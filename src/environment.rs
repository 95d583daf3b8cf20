use std::cell::RefCell;
use std::collections::HashMap;
use std::rc::Rc;

use crate::error::{BrookError, Result};
use crate::value::Value;

/// One frame of the scope chain: a name→value map plus an optional handle to
/// the enclosing frame. The handle is fixed at creation; only the map is
/// mutated afterwards (via `define`/`assign`). Frames stay alive as long as
/// the evaluator's current chain or any closure still holds them.
#[derive(Debug, Clone)]
pub struct Environment {
    values: HashMap<String, Value>,
    enclosing: Option<Rc<RefCell<Environment>>>,
}

impl Environment {
    pub fn new() -> Self {
        Environment {
            values: HashMap::new(),
            enclosing: None,
        }
    }

    pub fn with_enclosing(enclosing: Rc<RefCell<Environment>>) -> Self {
        Environment {
            values: HashMap::new(),
            enclosing: Some(enclosing),
        }
    }

    /// Unconditional insert into this frame. Redefinition is silently
    /// permitted at global level; the resolver rejects it at block scope.
    pub fn define(&mut self, name: &str, value: Value) {
        self.values.insert(name.to_string(), value);
    }

    pub fn get(&self, name: &str, line: usize) -> Result<Value> {
        if let Some(value) = self.values.get(name) {
            Ok(value.clone())
        } else if let Some(enclosing) = &self.enclosing {
            enclosing.borrow().get(name, line)
        } else {
            Err(undefined(name, line))
        }
    }

    pub fn assign(&mut self, name: &str, value: Value, line: usize) -> Result<()> {
        if self.values.contains_key(name) {
            self.values.insert(name.to_string(), value);
            Ok(())
        } else if let Some(enclosing) = &self.enclosing {
            enclosing.borrow_mut().assign(name, value, line)
        } else {
            Err(undefined(name, line))
        }
    }

    /// Read `name` from the frame exactly `distance` links up the chain.
    /// No fallback: the resolver has already fixed the frame.
    pub fn get_at(
        this: &Rc<RefCell<Environment>>,
        distance: usize,
        name: &str,
        line: usize,
    ) -> Result<Value> {
        let frame: Rc<RefCell<Environment>> = Self::ancestor(this, distance, name, line)?;

        let value: Option<Value> = frame.borrow().values.get(name).cloned();

        value.ok_or_else(|| undefined(name, line))
    }

    /// Assign `name` in the frame exactly `distance` links up the chain.
    pub fn assign_at(
        this: &Rc<RefCell<Environment>>,
        distance: usize,
        name: &str,
        value: Value,
        line: usize,
    ) -> Result<()> {
        let frame: Rc<RefCell<Environment>> = Self::ancestor(this, distance, name, line)?;

        let mut frame = frame.borrow_mut();

        if frame.values.contains_key(name) {
            frame.values.insert(name.to_string(), value);
            Ok(())
        } else {
            Err(undefined(name, line))
        }
    }

    fn ancestor(
        this: &Rc<RefCell<Environment>>,
        distance: usize,
        name: &str,
        line: usize,
    ) -> Result<Rc<RefCell<Environment>>> {
        let mut frame: Rc<RefCell<Environment>> = Rc::clone(this);

        for _ in 0..distance {
            let enclosing: Option<Rc<RefCell<Environment>>> = frame.borrow().enclosing.clone();

            frame = enclosing.ok_or_else(|| undefined(name, line))?;
        }

        Ok(frame)
    }
}

impl Default for Environment {
    fn default() -> Self {
        Self::new()
    }
}

fn undefined(name: &str, line: usize) -> BrookError {
    BrookError::runtime(line, format!("Undefined variable '{}'.", name))
}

■ TASK TO CARRY OUT
Report, from the entries above, each line where "Result" is found.

■ ANSWER TO THIS PROBLEM
use crate::error::{BrookError, Result};
    pub fn get(&self, name: &str, line: usize) -> Result<Value> {
    pub fn assign(&mut self, name: &str, value: Value, line: usize) -> Result<()> {
    ) -> Result<Value> {
    ) -> Result<()> {
    ) -> Result<Rc<RefCell<Environment>>> {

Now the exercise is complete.